Et en effet, comment ramener à une série mesurable les réactions que produit en nous un dessin mélodique, une harmonisation complexe, une combinaison de timbres, comment écrire l’équation qui aura pour termes la sensation auditive et le frisson qu’elle produit. Comment différencier par des coefficients la musicalité d’un wagnérien de celle d’un chanteur des rues, comment enfin traduire, sous une forme matérielle et mesurée, ce qu’il y a en nous de plus impondérable et de plus immatériel : le plaisir.

Faudra-t-il attribuer une cote, schématisant le développement du goût chez le sujet en expérience, suivant qu’il aura proclamé sa préférence ou sa sympathie pour telle école ou pour tel maître. Mais comment établir préalablement cette échelle des mérites, et cette hiérarchie du talent. Quel autre guide et quelle garantie aura-t-on que le goût propre de l’expérimentateur ? C’est aller droit à l’arbitraire, et de là à la fantaisie la plus pure. Ce serait tout au plus matière à humoristiques diatribes.

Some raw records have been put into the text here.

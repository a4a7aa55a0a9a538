//! CQL 类型映射

use scylla::frame::response::result::ColumnType;

use crate::core::types::{CanonicalType, NativeType};

/// 驱动返回的列类型 -> 原生类型树
pub fn native_from_column_type(typ: &ColumnType) -> NativeType {
    match typ {
        ColumnType::Ascii => NativeType::leaf("ascii"),
        ColumnType::Boolean => NativeType::leaf("boolean"),
        ColumnType::Blob => NativeType::leaf("blob"),
        ColumnType::Counter => NativeType::leaf("counter"),
        ColumnType::Date => NativeType::leaf("date"),
        ColumnType::Decimal => NativeType::leaf("decimal"),
        ColumnType::Double => NativeType::leaf("double"),
        ColumnType::Duration => NativeType::leaf("duration"),
        ColumnType::Float => NativeType::leaf("float"),
        ColumnType::Int => NativeType::leaf("int"),
        ColumnType::BigInt => NativeType::leaf("bigint"),
        ColumnType::Text => NativeType::leaf("text"),
        ColumnType::Timestamp => NativeType::leaf("timestamp"),
        ColumnType::Inet => NativeType::leaf("inet"),
        ColumnType::SmallInt => NativeType::leaf("smallint"),
        ColumnType::TinyInt => NativeType::leaf("tinyint"),
        ColumnType::Time => NativeType::leaf("time"),
        ColumnType::Timeuuid => NativeType::leaf("timeuuid"),
        ColumnType::Uuid => NativeType::leaf("uuid"),
        ColumnType::Varint => NativeType::leaf("varint"),
        ColumnType::List(inner) => {
            NativeType::with_params("list", vec![native_from_column_type(inner)])
        }
        ColumnType::Set(inner) => NativeType::with_params("set", vec![native_from_column_type(inner)]),
        ColumnType::Map(key, value) => NativeType::with_params(
            "map",
            vec![native_from_column_type(key), native_from_column_type(value)],
        ),
        ColumnType::Tuple(items) => NativeType::with_params(
            "tuple",
            items.iter().map(native_from_column_type).collect(),
        ),
        ColumnType::UserDefinedType { type_name, .. } => NativeType::leaf(type_name.to_string()),
        ColumnType::Custom(class) => NativeType::leaf(format!("'{}'", class)),
        #[allow(unreachable_patterns)]
        _ => NativeType::leaf("custom"),
    }
}

/// CQL 叶子类型 -> 规范化类型
///
/// 非内置的裸标识符视为用户自定义类型；带引号或包含点号的自定义类视为未知。
pub fn cql_leaf_type(tag: &str) -> Option<CanonicalType> {
    let canonical = match tag {
        "ascii" | "text" | "varchar" => CanonicalType::Text,
        "boolean" => CanonicalType::Boolean,
        "tinyint" => CanonicalType::Int8,
        "smallint" => CanonicalType::Int16,
        "int" => CanonicalType::Int32,
        "bigint" | "counter" => CanonicalType::Int64,
        "varint" => CanonicalType::VarInt,
        "decimal" => CanonicalType::Decimal,
        "float" => CanonicalType::Float32,
        "double" => CanonicalType::Float64,
        "timestamp" => CanonicalType::Timestamp,
        "date" => CanonicalType::Date,
        "time" => CanonicalType::Time,
        "duration" => CanonicalType::Duration,
        "uuid" | "timeuuid" => CanonicalType::Uuid,
        "inet" => CanonicalType::Inet,
        "blob" => CanonicalType::Blob,
        udt if is_identifier(udt) => CanonicalType::Struct(udt.to_string()),
        _ => return None,
    };
    Some(canonical)
}

fn is_identifier(tag: &str) -> bool {
    let mut chars = tag.chars();
    matches!(chars.next(), Some(c) if c.is_ascii_alphabetic() || c == '_')
        && chars.all(|c| c.is_ascii_alphanumeric() || c == '_')
}
//! 审计与查询历史
//!
//! 查询管道和会话流程只把记录投递到有界队列；后台任务负责写入存储并做有限次重试。
//! 写入失败不会影响调用方拿到的结果。

use async_trait::async_trait;
use thiserror::Error;

pub mod history;
pub mod logger;
pub mod memory_sink;
#[cfg(feature = "sqlite-history")]
pub mod sqlite;

pub use history::{HistoryRecord, OperationKind, OperationRecord, QueryRecord, QueryStatus};
pub use logger::{AuditLogger, AuditStats};
pub use memory_sink::MemoryAuditSink;
#[cfg(feature = "sqlite-history")]
pub use sqlite::SqliteAuditSink;

#[derive(Error, Debug)]
pub enum AuditError {
    #[error("审计存储写入失败: {0}")]
    Sink(String),

    #[cfg(feature = "sqlite-history")]
    #[error("SQLite 错误: {0}")]
    Sqlite(#[from] sqlx::Error),
}

/// 只写的历史存储
#[async_trait]
pub trait AuditSink: Send + Sync {
    async fn append(&self, record: &HistoryRecord) -> Result<(), AuditError>;
}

Quelqu’un que je sais me souffle une systématisation ainsi conçue :

« Il sied d’inscrire au dernier degré, avec la désignation : dégénérés inférieurs, les malheureux qui osent avouer une préférence malsaine qui osent avouer une préférence malsaine pour l’immonde Donizetti. On estimerait comme des médiocres, pourvus d’une cérébralité minuscule, ceux qui aiment la musique immédiatement supérieure, c’est-à-dire celle des cirques. Une amélioration croissante se chiffrerait avec l’affinité pour la musique d’Ambroise Thomas, puis celle des cafés-concertes, puis celle des romances poisseuses dues à Tosti, Niedermeyer, Luigi Bordèse, Tagliafico et autres Massenets ; les fervents de Rossini, Verdi, Mascagni, Puccini, voisineraient avec les chevaliers du Grand Opéra genre Meyerbeer, Halévy, Gounod, auxquels succéderaient les jolies femmes que Chopin fait pâmer. Au-dessus, et avec la cote moyenne caractérisant les normaux, on étiquetterait les admirateurs de Bach, Berlioz, Beethoven Mozart. Un notable coefficient s’attribuerait tout naturellement à ceux qui s’élèvent jusqu’à la compréhension wagnérienne (et dans cette série, il y aurait encore des étages, du Fliegende Hollænder à Parsifal en passant par les Maîtres, Tristan et la Tétralogie. Enfin, les sectateurs des écoles nouvelles obtiendraient des numéros importants. Les debussystes figureraient avec assez d’exactitude les dégénérés supérieurs et détiendraient le record. »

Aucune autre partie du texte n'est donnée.